**EXERCISE DIRECTIONS:**
When you reach the line containing "the expand/collapse transition." in the records below, start copying exactly, and stop once you have copied the line containing "the closing transition".

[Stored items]
^^^^^^^^
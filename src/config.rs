//! Sheet configuration persistence
//!
//! Stores tuning knobs in `~/.config/peeksheet/config.yaml`

use serde::{Deserialize, Serialize};

use crate::animation::{Easing, SpringParams};

/// Thresholds for the whole-panel release decision
///
/// Distance and velocity are alternatives: crossing either one commits the
/// transition.
#[derive(Debug, Clone, Copy, PartialEq, Serialize, Deserialize)]
pub struct DragThresholds {
    /// Travel since gesture start that commits a transition (px)
    #[serde(default = "default_drag_distance")]
    pub distance_px: f64,
    /// Release velocity that commits a transition (px/ms)
    #[serde(default = "default_drag_velocity")]
    pub velocity_px_ms: f64,
}

fn default_drag_distance() -> f64 {
    100.0
}

fn default_drag_velocity() -> f64 {
    0.5
}

impl Default for DragThresholds {
    fn default() -> Self {
        Self {
            distance_px: default_drag_distance(),
            velocity_px_ms: default_drag_velocity(),
        }
    }
}

/// Thresholds for the header drag-to-collapse rule
///
/// The header works in px and px/s (not px/ms): it sees one discrete
/// end-state reading per gesture rather than a sample stream.
#[derive(Debug, Clone, Copy, PartialEq, Serialize, Deserialize)]
pub struct HeaderThresholds {
    /// Downward translation that collapses the sheet (px)
    #[serde(default = "default_header_translation")]
    pub translation_px: f64,
    /// Downward velocity that collapses the sheet (px/s)
    #[serde(default = "default_header_velocity")]
    pub velocity_px_s: f64,
}

fn default_header_translation() -> f64 {
    50.0
}

fn default_header_velocity() -> f64 {
    300.0
}

impl Default for HeaderThresholds {
    fn default() -> Self {
        Self {
            translation_px: default_header_translation(),
            velocity_px_s: default_header_velocity(),
        }
    }
}

/// Sheet tuning that persists across sessions
#[derive(Debug, Clone, Serialize, Deserialize)]
pub struct SheetConfig {
    /// How far the collapsed sheet peeks above the bottom edge (px).
    /// Also the full travel distance of the expand/collapse transition.
    #[serde(default = "default_peek_height")]
    pub peek_height: f64,

    #[serde(default)]
    pub drag: DragThresholds,

    #[serde(default)]
    pub header: HeaderThresholds,

    /// Spring for the opening transition (stiffer: opening should feel eager)
    #[serde(default = "default_open_spring")]
    pub open_spring: SpringParams,

    /// Spring for the closing transition
    #[serde(default = "default_close_spring")]
    pub close_spring: SpringParams,

    /// Overlay fade-out duration when the sheet expands (ms)
    #[serde(default = "default_fade_out_ms")]
    pub fade_out_ms: u64,

    /// Overlay fade-in duration when the sheet collapses (ms)
    #[serde(default = "default_fade_in_ms")]
    pub fade_in_ms: u64,

    #[serde(default)]
    pub fade_easing: Easing,
}

fn default_peek_height() -> f64 {
    150.0
}

fn default_open_spring() -> SpringParams {
    SpringParams::new(220.0, 26.0)
}

fn default_close_spring() -> SpringParams {
    SpringParams::new(170.0, 24.0)
}

fn default_fade_out_ms() -> u64 {
    150
}

fn default_fade_in_ms() -> u64 {
    200
}

impl Default for SheetConfig {
    fn default() -> Self {
        Self {
            peek_height: default_peek_height(),
            drag: DragThresholds::default(),
            header: HeaderThresholds::default(),
            open_spring: default_open_spring(),
            close_spring: default_close_spring(),
            fade_out_ms: default_fade_out_ms(),
            fade_in_ms: default_fade_in_ms(),
            fade_easing: Easing::Linear,
        }
    }
}

impl SheetConfig {
    /// Preset for the spotter profile screen
    pub fn spotter_profile() -> Self {
        Self {
            peek_height: 150.0,
            ..Self::default()
        }
    }

    /// Preset for the artist profile screen
    pub fn artist_profile() -> Self {
        Self {
            peek_height: 180.0,
            ..Self::default()
        }
    }

    /// Preset for the venue profile screen
    pub fn venue_profile() -> Self {
        Self {
            peek_height: 190.0,
            ..Self::default()
        }
    }

    /// Preset for the band profile screen
    pub fn band_profile() -> Self {
        Self {
            peek_height: 150.0,
            ..Self::default()
        }
    }

    /// Load config from disk, or return defaults if not found
    pub fn load() -> Self {
        let Some(path) = crate::config_paths::config_file() else {
            tracing::debug!("No config directory available, using defaults");
            return Self::default();
        };

        if !path.exists() {
            tracing::debug!(
                "Config file not found at {}, using defaults",
                path.display()
            );
            return Self::default();
        }

        match std::fs::read_to_string(&path) {
            Ok(content) => match serde_yaml::from_str(&content) {
                Ok(config) => {
                    tracing::info!("Loaded config from {}", path.display());
                    config
                }
                Err(e) => {
                    tracing::warn!("Failed to parse config at {}: {}", path.display(), e);
                    Self::default()
                }
            },
            Err(e) => {
                tracing::warn!("Failed to read config at {}: {}", path.display(), e);
                Self::default()
            }
        }
    }

    /// Save config to disk
    ///
    /// Creates the config directory if it doesn't exist.
    pub fn save(&self) -> Result<(), String> {
        let path = crate::config_paths::config_file()
            .ok_or_else(|| "No config directory available".to_string())?;

        if let Some(parent) = path.parent() {
            std::fs::create_dir_all(parent)
                .map_err(|e| format!("Failed to create config directory: {}", e))?;
        }

        let content = serde_yaml::to_string(self)
            .map_err(|e| format!("Failed to serialize config: {}", e))?;

        std::fs::write(&path, content)
            .map_err(|e| format!("Failed to write config to {}: {}", path.display(), e))?;

        tracing::info!("Saved config to {}", path.display());
        Ok(())
    }
}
^^^^^^^^
**EXERCISE RESPONSE:**
    /// Also the full travel distance of the expand/collapse transition.
    #[serde(default = "default_peek_height")]
    pub peek_height: f64,

    #[serde(default)]
    pub drag: DragThresholds,

    #[serde(default)]
    pub header: HeaderThresholds,

    /// Spring for the opening transition (stiffer: opening should feel eager)
    #[serde(default = "default_open_spring")]
    pub open_spring: SpringParams,

    /// Spring for the closing transition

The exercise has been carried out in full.